Constructing your Test/Development Environment

Your first challenge in GIOS is to construct a working environment for your development. As such, this document will describe a number of techniques for achieving this but none of this is required: we will evaluate your code in an Ubuntu 18.04 environment but if you can develop your code in some other fashion, feel free to do so.

Fall 2021 will be using an Ubuntu 18.04 environment for grading; we recommend you create a compatible environment. As part of the starter material that we provide to you some of the binaries are pre-compiled for 64-bit AMD/Intel compatible platforms using the Ubuntu 18.04 tools. You don't need to use such a platform, but in that case you will need to write the code that we've implemented in those pieces (you end up writing it at some point in the projects where you need it).

Some students find this challenging; for courses where the system is just a tool it makes sense to deliver a working environment. However, this is a systems course and as such your ability to install and configure systems is considered to be a core competency - it's something you should already be familiar with doing on other platforms.

Contents

Introduction

Note that this course does not provide you with a test framework for your code development; we expect you to develop your own tests; this work can (and should) be done cooperatively.

Your code will be graded by an automated code evaluation framework. That framework runs in an Ubuntu Linux 18.04 environment and we will provide you with some binaries that are compiled for Linux 18.04. We can't guarantee these binaries will run on anything outside of the Ubuntu 18.04 environment, which means 18.10, 19.04, 20.04, etc. will most likely not work. It doesn't work on Mac OS X platforms, or on Windows Subsystem for Linux (though WSL2 seems to work most of the time).

We do not run our grader in your environment: it will be running in a cloud infrastructure environment where it will run on shared machines. This leads to potentially different behavior than you will see on your single-user desktop system. We use containers to isolate your work from everyone else, but all those containers share resources. We do not dictate that you do your development in any particular way. Find a way that makes you productive - discuss it with your classmates and the instructional team.

For those of you who don't have a preferred environment, please scroll down to the "Easy Mode Install" section below. This will provide you with a configuration that is functional; it is not the only viable configuration.

You build your own tests and code in your own environment. You may submit it to the auto-grader a limited number of times. We will only grade the last submission prior to the deadline.
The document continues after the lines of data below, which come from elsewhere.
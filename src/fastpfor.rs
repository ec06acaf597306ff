//! FastPFOR: a patching scheme designed for speed.
//!
//! Integers are encoded in blocks of 128 within pages of up to 65536. Each
//! block stores the low `b` bits of all values bit-packed; values needing
//! more bits ("exceptions") have their high bits collected per page,
//! bucketed by how many bits they need, and bit-packed once per bucket at
//! the end of the page. The per-block metadata (width, exception count and
//! positions) lives in a little-endian byte container between the packed
//! low bits and the buckets.
//!
//! see Lemire & Boytsov, `Decoding billions of integers per second through
//! vectorization`, <https://arxiv.org/abs/1209.2137>

use std::fmt;

use itertools::izip;

use crate::bitpacking::{pack32, unpack32};
use crate::{bits, round_to_multiple, word, Error, IntegerCodec, BLOCK_SIZE};

/// amortized cost in bits of storing one exception's position
const OVERHEAD_OF_EACH_EXCEPT: usize = 8;

/// Default number of integers per page.
pub const DEFAULT_PAGE_SIZE: usize = 65536;

/// The FastPFOR codec.
///
/// Owns its scratch buffers (exception buckets, the page byte container),
/// which are reused across calls but carry no state between them. Not safe
/// to share across threads; give each worker its own instance.
///
/// Compressed streams are only decodable with the same page size they were
/// encoded with.
pub struct FastPFOR {
    page_size: usize,
    /// exception high bits collected per page, bucketed by `maxb - b`
    /// (bucket 0 stays empty: a block with `b = maxb` has no exceptions)
    data_to_be_packed: [Vec<u32>; 33],
    /// per-block metadata bytes, reinterpreted as little-endian words on
    /// the wire
    byte_container: Vec<u8>,
    /// write cursors into the buckets while encoding, read cursors while
    /// decoding
    data_pointers: [usize; 33],
}

impl FastPFOR {
    /// Codec for pages of `page_size` integers (any multiple of 128; for
    /// expert use, the default is right for most workloads).
    ///
    /// # Panics
    /// If `page_size` is zero or not a multiple of 128.
    pub fn new(page_size: usize) -> Self {
        assert!(
            page_size > 0 && page_size % BLOCK_SIZE == 0,
            "page size must be a positive multiple of 128"
        );
        // initial bucket capacity is a heuristic; buckets grow on demand
        let bucket_size = round_to_multiple(page_size / 32 * 4, 32);
        FastPFOR {
            page_size,
            data_to_be_packed: std::array::from_fn(|k| {
                if k == 0 {
                    Vec::new()
                } else {
                    vec![0; bucket_size]
                }
            }),
            byte_container: Vec::with_capacity(3 * page_size / BLOCK_SIZE + page_size),
            data_pointers: [0; 33],
        }
    }

    fn encode_page(
        &mut self,
        input: &[u32],
        inpos: &mut usize,
        thissize: usize,
        output: &mut [u32],
        outpos: &mut usize,
    ) {
        let headerpos = *outpos;
        let mut tmpoutpos = headerpos + 1;

        self.data_pointers.fill(0);
        self.byte_container.clear();

        let base = *inpos;
        for block in input[base..base + thissize].chunks_exact(BLOCK_SIZE) {
            let (b, cexcept, maxb) = best_b_from_data(block);
            self.byte_container.push(b as u8);
            self.byte_container.push(cexcept as u8);
            if cexcept > 0 {
                self.byte_container.push(maxb as u8);
                let index = maxb - b;
                let needed = self.data_pointers[index] + cexcept;
                if round_to_multiple(needed, 32) > self.data_to_be_packed[index].len() {
                    let newsize = round_to_multiple(2 * needed, 32);
                    self.data_to_be_packed[index].resize(newsize, 0);
                }
                for (k, &v) in block.iter().enumerate() {
                    if v >> b != 0 {
                        // exception: position byte here, high bits to the bucket
                        self.byte_container.push(k as u8);
                        self.data_to_be_packed[index][self.data_pointers[index]] = v >> b;
                        self.data_pointers[index] += 1;
                    }
                }
            }
            for group in block.chunks_exact(32) {
                pack32(group, &mut output[tmpoutpos..], b);
                tmpoutpos += b;
            }
        }
        *inpos += thissize;
        output[headerpos] = (tmpoutpos - headerpos) as u32;

        let bytesize = self.byte_container.len();
        while self.byte_container.len() % 4 != 0 {
            self.byte_container.push(0);
        }
        output[tmpoutpos] = bytesize as u32;
        tmpoutpos += 1;
        for chunk in self.byte_container.chunks_exact(4) {
            output[tmpoutpos] = u32::from_le_bytes([chunk[0], chunk[1], chunk[2], chunk[3]]);
            tmpoutpos += 1;
        }

        let mut bitmap = 0_u32;
        for k in 1..=32 {
            if self.data_pointers[k] != 0 {
                bitmap |= 1 << (k - 1);
            }
        }
        output[tmpoutpos] = bitmap;
        tmpoutpos += 1;

        for k in 1..=32 {
            let size = self.data_pointers[k];
            if size == 0 {
                continue;
            }
            output[tmpoutpos] = size as u32;
            tmpoutpos += 1;
            let padded = round_to_multiple(size, 32);
            // zero the ragged tail so output only depends on the input
            self.data_to_be_packed[k][size..padded].fill(0);
            for group in self.data_to_be_packed[k][..padded].chunks_exact(32) {
                pack32(group, &mut output[tmpoutpos..], k);
                tmpoutpos += k;
            }
        }
        *outpos = tmpoutpos;
    }

    fn decode_page(
        &mut self,
        input: &[u32],
        inpos: &mut usize,
        output: &mut [u32],
        outpos: &mut usize,
        thissize: usize,
    ) -> Result<(), Error> {
        let initpos = *inpos;
        let wheremeta = word(input, initpos)? as usize;
        *inpos += 1;
        let mut inexcept = initpos + wheremeta;

        let bytesize = word(input, inexcept)? as usize;
        inexcept += 1;
        let metawords = bytesize.div_ceil(4);
        if inexcept + metawords > input.len() {
            return Err(Error::MalformedStream("metadata bytes past end of input"));
        }
        self.byte_container.clear();
        for &w in &input[inexcept..inexcept + metawords] {
            self.byte_container.extend_from_slice(&w.to_le_bytes());
        }
        inexcept += metawords;

        let bitmap = word(input, inexcept)?;
        inexcept += 1;
        for k in 1..=32_usize {
            if bitmap & (1 << (k - 1)) == 0 {
                continue;
            }
            let size = word(input, inexcept)? as usize;
            inexcept += 1;
            let padded = round_to_multiple(size, 32);
            if inexcept + padded / 32 * k > input.len() {
                return Err(Error::MalformedStream("exception bucket past end of input"));
            }
            if self.data_to_be_packed[k].len() < padded {
                self.data_to_be_packed[k].resize(padded, 0);
            }
            for j in (0..padded).step_by(32) {
                unpack32(&input[inexcept..], &mut self.data_to_be_packed[k][j..], k);
                inexcept += k;
            }
        }

        // bucket cursors restart from the front for this page
        self.data_pointers.fill(0);
        let mut bpos = 0;
        let mut tmpoutpos = *outpos;
        let mut tmpinpos = *inpos;

        for _ in 0..thissize / BLOCK_SIZE {
            if bpos + 2 > self.byte_container.len() {
                return Err(Error::MalformedStream("block header past metadata"));
            }
            let b = self.byte_container[bpos] as usize;
            let cexcept = self.byte_container[bpos + 1] as usize;
            bpos += 2;
            if b > 32 {
                return Err(Error::MalformedStream("packed width above 32 bits"));
            }
            if tmpinpos + 4 * b > input.len() {
                return Err(Error::MalformedStream("packed block past end of input"));
            }
            for k in (0..BLOCK_SIZE).step_by(32) {
                unpack32(&input[tmpinpos..], &mut output[tmpoutpos + k..], b);
                tmpinpos += b;
            }
            if cexcept > 0 {
                if cexcept > 127 {
                    return Err(Error::MalformedStream("more than 127 exceptions in a block"));
                }
                if bpos + 1 + cexcept > self.byte_container.len() {
                    return Err(Error::MalformedStream("exception positions past metadata"));
                }
                let maxb = self.byte_container[bpos] as usize;
                bpos += 1;
                if maxb > 32 || maxb <= b {
                    return Err(Error::MalformedStream("exception width out of range"));
                }
                let index = maxb - b;
                let dp = self.data_pointers[index];
                if dp + cexcept > self.data_to_be_packed[index].len() {
                    return Err(Error::MalformedStream("exception bucket exhausted"));
                }
                let positions = &self.byte_container[bpos..bpos + cexcept];
                let highs = &self.data_to_be_packed[index][dp..dp + cexcept];
                for (&pos, &high) in izip!(positions, highs) {
                    let pos = pos as usize;
                    if pos >= BLOCK_SIZE {
                        return Err(Error::MalformedStream("exception position out of block"));
                    }
                    output[tmpoutpos + pos] |= high << b;
                }
                bpos += cexcept;
                self.data_pointers[index] += cexcept;
            }
            tmpoutpos += BLOCK_SIZE;
        }
        *outpos = tmpoutpos;
        *inpos = inexcept;
        Ok(())
    }
}

/// Pick the packed width for one block by cost over the bit-width histogram.
///
/// Returns `(b, cexcept, maxb)`: chosen width, exception count, and the
/// width the largest value actually needs. Cost of a candidate width is
/// position overhead plus bucket bits for each exception, plus the packed
/// low bits, plus one byte for storing `maxb`; ties keep the larger width.
/// The descent stops before the exception count could exceed 127 (it must
/// fit a byte, with 128 reserved as impossible).
fn best_b_from_data(block: &[u32]) -> (usize, usize, usize) {
    let mut freqs = [0_usize; 33];
    for &v in block {
        freqs[bits(v) as usize] += 1;
    }
    let mut maxb = 32;
    while freqs[maxb] == 0 {
        maxb -= 1;
    }
    let mut best_b = maxb;
    let mut best_cexcept = 0;
    let mut best_cost = maxb * BLOCK_SIZE;
    let mut cexcept = 0;
    for b in (0..maxb).rev() {
        cexcept += freqs[b + 1];
        if cexcept > 127 {
            break;
        }
        let cost = cexcept * OVERHEAD_OF_EACH_EXCEPT + cexcept * (maxb - b) + b * BLOCK_SIZE + 8;
        if cost < best_cost {
            best_cost = cost;
            best_b = b;
            best_cexcept = cexcept;
        }
    }
    (best_b, best_cexcept, maxb)
}

impl IntegerCodec for FastPFOR {
    fn compress(
        &mut self,
        input: &[u32],
        inpos: &mut usize,
        inlen: usize,
        output: &mut [u32],
        outpos: &mut usize,
    ) {
        let inlen = inlen / BLOCK_SIZE * BLOCK_SIZE;
        if inlen == 0 {
            return;
        }
        output[*outpos] = inlen as u32;
        *outpos += 1;
        let finalinpos = *inpos + inlen;
        while *inpos != finalinpos {
            let thissize = self.page_size.min(finalinpos - *inpos);
            self.encode_page(input, inpos, thissize, output, outpos);
        }
    }

    fn uncompress(
        &mut self,
        input: &[u32],
        inpos: &mut usize,
        inlen: usize,
        output: &mut [u32],
        outpos: &mut usize,
    ) -> Result<(), Error> {
        if inlen == 0 {
            return Ok(());
        }
        let nvalues = word(input, *inpos)? as usize;
        *inpos += 1;
        if nvalues % BLOCK_SIZE != 0 {
            return Err(Error::MalformedStream("value count not a multiple of 128"));
        }
        if *outpos + nvalues > output.len() {
            return Err(Error::MalformedStream("value count exceeds output buffer"));
        }
        let finalout = *outpos + nvalues;
        while *outpos != finalout {
            let thissize = self.page_size.min(finalout - *outpos);
            self.decode_page(input, inpos, output, outpos, thissize)?;
        }
        Ok(())
    }
}

impl Default for FastPFOR {
    fn default() -> Self {
        FastPFOR::new(DEFAULT_PAGE_SIZE)
    }
}

impl fmt::Display for FastPFOR {
    fn fmt(&self, f: &mut fmt::Formatter<'_>) -> fmt::Result {
        write!(f, "FastPFOR")
    }
}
Note: Gradescope offers an "activate" button. You may think this means we will grade the version that you activated; it does not. We've explained to Gradescope why this is the case so we will explain it to you: these projects have race conditions. If we let you activate a single solution, it is easy for you to pick the one that worked best. So, we use the last submission and we reserve the right to re-run it.

Note:

  1. We attempt to provide useful feedback, but there are far more ways to do things wrong, than to do it right (though there are multiple ways to do it right!) If you don't understand the feedback, ask on Piazza (in a public thread).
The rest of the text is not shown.